Hey, if this can be nominated for an Oscar over LEGO BATMAN (!), then anything can.
There’s precedent for films like Black Panther being nominated. It’s obviously political so there’s that going for it (although I would like to think it got nominated for its own merits and not just to score points) and has a lot to say about the world currently. The release date isn’t really an issue, as Oscar-bait is slowly dying and more interesting films are taking over. Just this year Get Out, a satirical horror film about race relations released in February won Best Original Screenplay and was nominated for three more including Best Picture. The Best Picture winner is a love story between a fish man and a mute woman and is ostensibly a fantasy film directed by Guillermo del Toro, who specialises in speculative fiction.
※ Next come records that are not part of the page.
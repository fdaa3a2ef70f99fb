// SPDX-License-Identifier: MIT

//! Client for the external identity provider (Identity Toolkit REST surface).
//!
//! Handles password sign-in, sign-up, federated Google sign-in and profile
//! updates. Provider error codes are mapped to human-readable `AppError::Auth`
//! messages; callers surface them inline.

use crate::error::AppError;
use serde::Deserialize;

/// Identity provider client.
#[derive(Clone)]
pub struct IdentityClient {
    http: reqwest::Client,
    base_url: String,
    api_key: String,
}

/// A signed-in account as reported by the provider.
#[derive(Debug, Clone, Deserialize)]
#[serde(rename_all = "camelCase")]
pub struct IdentityUser {
    /// Provider UID (document key for the mirrored user record)
    pub local_id: String,
    #[serde(default)]
    pub email: Option<String>,
    #[serde(default)]
    pub display_name: Option<String>,
    #[serde(default)]
    pub photo_url: Option<String>,
    /// Provider ID token for the session that just signed in
    pub id_token: String,
}

/// Error envelope returned by the provider.
#[derive(Debug, Deserialize)]
struct IdentityErrorEnvelope {
    error: IdentityErrorBody,
}

#[derive(Debug, Deserialize)]
struct IdentityErrorBody {
    message: String,
}

impl IdentityClient {
    pub fn new(api_key: String) -> Self {
        Self {
            http: reqwest::Client::new(),
            base_url: "https://identitytoolkit.googleapis.com/v1".to_string(),
            api_key,
        }
    }

    /// Override the provider base URL (tests against a local stub).
    pub fn with_base_url(mut self, base_url: String) -> Self {
        self.base_url = base_url;
        self
    }

    /// Sign in with email and password.
    pub async fn sign_in_password(
        &self,
        email: &str,
        password: &str,
    ) -> Result<IdentityUser, AppError> {
        let body = serde_json::json!({
            "email": email,
            "password": password,
            "returnSecureToken": true,
        });
        self.post_json("accounts:signInWithPassword", &body).await
    }

    /// Create a new account.
    pub async fn sign_up(&self, email: &str, password: &str) -> Result<IdentityUser, AppError> {
        let body = serde_json::json!({
            "email": email,
            "password": password,
            "returnSecureToken": true,
        });
        self.post_json("accounts:signUp", &body).await
    }

    /// Sign in with a Google ID token obtained from a federated popup.
    pub async fn sign_in_with_google(&self, google_id_token: &str) -> Result<IdentityUser, AppError> {
        let body = serde_json::json!({
            "postBody": format!(
                "id_token={}&providerId=google.com",
                urlencoding::encode(google_id_token)
            ),
            "requestUri": "http://localhost",
            "returnSecureToken": true,
            "returnIdpCredential": true,
        });
        self.post_json("accounts:signInWithIdp", &body).await
    }

    /// Set the account's display name.
    pub async fn update_display_name(&self, id_token: &str, name: &str) -> Result<(), AppError> {
        let body = serde_json::json!({
            "idToken": id_token,
            "displayName": name,
            "returnSecureToken": false,
        });

        let response = self
            .http
            .post(self.endpoint("accounts:update"))
            .json(&body)
            .send()
            .await
            .map_err(|e| AppError::Auth(format!("Identity provider unreachable: {}", e)))?;

        if !response.status().is_success() {
            return Err(self.map_error_response(response).await);
        }
        Ok(())
    }

    fn endpoint(&self, method: &str) -> String {
        format!("{}/{}?key={}", self.base_url, method, self.api_key)
    }

    async fn post_json(
        &self,
        method: &str,
        body: &serde_json::Value,
    ) -> Result<IdentityUser, AppError> {
        let response = self
            .http
            .post(self.endpoint(method))
            .json(body)
            .send()
            .await
            .map_err(|e| AppError::Auth(format!("Identity provider unreachable: {}", e)))?;

        if !response.status().is_success() {
            return Err(self.map_error_response(response).await);
        }

        response
            .json()
            .await
            .map_err(|e| AppError::Auth(format!("Malformed identity response: {}", e)))
    }

    async fn map_error_response(&self, response: reqwest::Response) -> AppError {
        let status = response.status();
        let body = response.text().await.unwrap_or_default();

        match serde_json::from_str::<IdentityErrorEnvelope>(&body) {
            Ok(envelope) => map_identity_error(&envelope.error.message),
            Err(_) => AppError::Auth(format!("Identity provider error (HTTP {})", status)),
        }
    }
}

/// Map provider error codes to messages the UI can show inline.
fn map_identity_error(code: &str) -> AppError {
    // Codes may carry a suffix, e.g. "WEAK_PASSWORD : Password should be..."
    let base = code.split_whitespace().next().unwrap_or(code);

    let message = match base {
        "EMAIL_EXISTS" => "An account with this email already exists",
        "EMAIL_NOT_FOUND" | "INVALID_PASSWORD" | "INVALID_LOGIN_CREDENTIALS" => {
            "Invalid email or password"
        }
        "WEAK_PASSWORD" => "Password is too weak (minimum 6 characters)",
        "USER_DISABLED" => "This account has been disabled",
        "TOO_MANY_ATTEMPTS_TRY_LATER" => "Too many attempts, try again later",
        other => {
            tracing::warn!(code = other, "Unrecognized identity provider error");
            return AppError::Auth(format!("Sign-in failed ({})", other));
        }
    };

    AppError::Auth(message.to_string())
}

#[cfg(test)]
mod tests {
    use super::*;

    fn auth_message(err: AppError) -> String {
        match err {
            AppError::Auth(msg) => msg,
            other => panic!("expected Auth error, got {:?}", other),
        }
    }

    #[test]
    fn maps_duplicate_email() {
        let msg = auth_message(map_identity_error("EMAIL_EXISTS"));
        assert!(msg.contains("already exists"));
    }

    #[test]
    fn maps_bad_credentials_without_leaking_which_field() {
        let not_found = auth_message(map_identity_error("EMAIL_NOT_FOUND"));
        let bad_password = auth_message(map_identity_error("INVALID_PASSWORD"));
        assert_eq!(not_found, bad_password);
    }

    #[test]
    fn maps_weak_password_with_suffix() {
        let msg = auth_message(map_identity_error(
            "WEAK_PASSWORD : Password should be at least 6 characters",
        ));
        assert!(msg.contains("too weak"));
    }
}
// SPDX-License-Identifier: MIT

//! Tonemint: backend API for a music-NFT marketplace front end.
//!
//! This crate provides session management against an external identity
//! provider, a token-managed client for the external music catalog API,
//! user library storage (favorites, playlists, history) in Firestore, and
//! a simulated wallet/checkout flow.

pub mod config;
pub mod db;
pub mod error;
pub mod middleware;
pub mod models;
pub mod routes;
pub mod services;

use config::Config;
use db::FirestoreDb;
use services::{CatalogService, HomeFeedCache, PaymentService, SessionService};

/// Shared application state, injected at the composition root.
pub struct AppState {
    pub config: Config,
    pub db: FirestoreDb,
    pub sessions: SessionService,
    pub catalog: CatalogService,
    pub payments: PaymentService,
    pub home_feed: HomeFeedCache,
}
/// Clamp into `[0, 1]`. NaN maps to 0.
#[inline]
pub fn clamp01(v: f64) -> f64 {
    if v.is_nan() {
        0.0
    } else {
        v.clamp(0.0, 1.0)
    }
}

/// Arithmetic mean, `None` for an empty slice.
pub fn mean(values: &[f64]) -> Option<f64> {
    if values.is_empty() {
        return None;
    }
    Some(values.iter().sum::<f64>() / values.len() as f64)
}

/// Population (not sample) standard deviation, `None` for an empty slice.
pub fn population_std_dev(values: &[f64]) -> Option<f64> {
    let m = mean(values)?;
    let var = values.iter().map(|v| (v - m).powi(2)).sum::<f64>() / values.len() as f64;
    Some(var.sqrt())
}

#[cfg(test)]
mod tests {
    use super::*;
    use approx::assert_abs_diff_eq;

    #[test]
    fn population_std_dev_of_known_set() {
        let v = [2.0, 4.0, 4.0, 4.0, 5.0, 5.0, 7.0, 9.0];
        assert_abs_diff_eq!(mean(&v).unwrap(), 5.0);
        assert_abs_diff_eq!(population_std_dev(&v).unwrap(), 2.0, epsilon = 1e-12);
    }

    #[test]
    fn empty_input_has_no_statistics() {
        assert_eq!(mean(&[]), None);
        assert_eq!(population_std_dev(&[]), None);
    }

    #[test]
    fn clamp01_handles_out_of_range_and_nan() {
        assert_eq!(clamp01(-3.0), 0.0);
        assert_eq!(clamp01(1.7), 1.0);
        assert_eq!(clamp01(0.25), 0.25);
        assert_eq!(clamp01(f64::NAN), 0.0);
    }
}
There is a high chance that Black Panther can not only be nominated, but win. It all depends on what else comes out though, although I guarantee that none will have the cultural impact of Black Panther. Ryan Coogler and Kevin Feige have a winner here- and it’s here to stay. Logan broke the screenplay barrier, now it’s time for the King of Wakanda to take one for the team and ride the Oscar glory.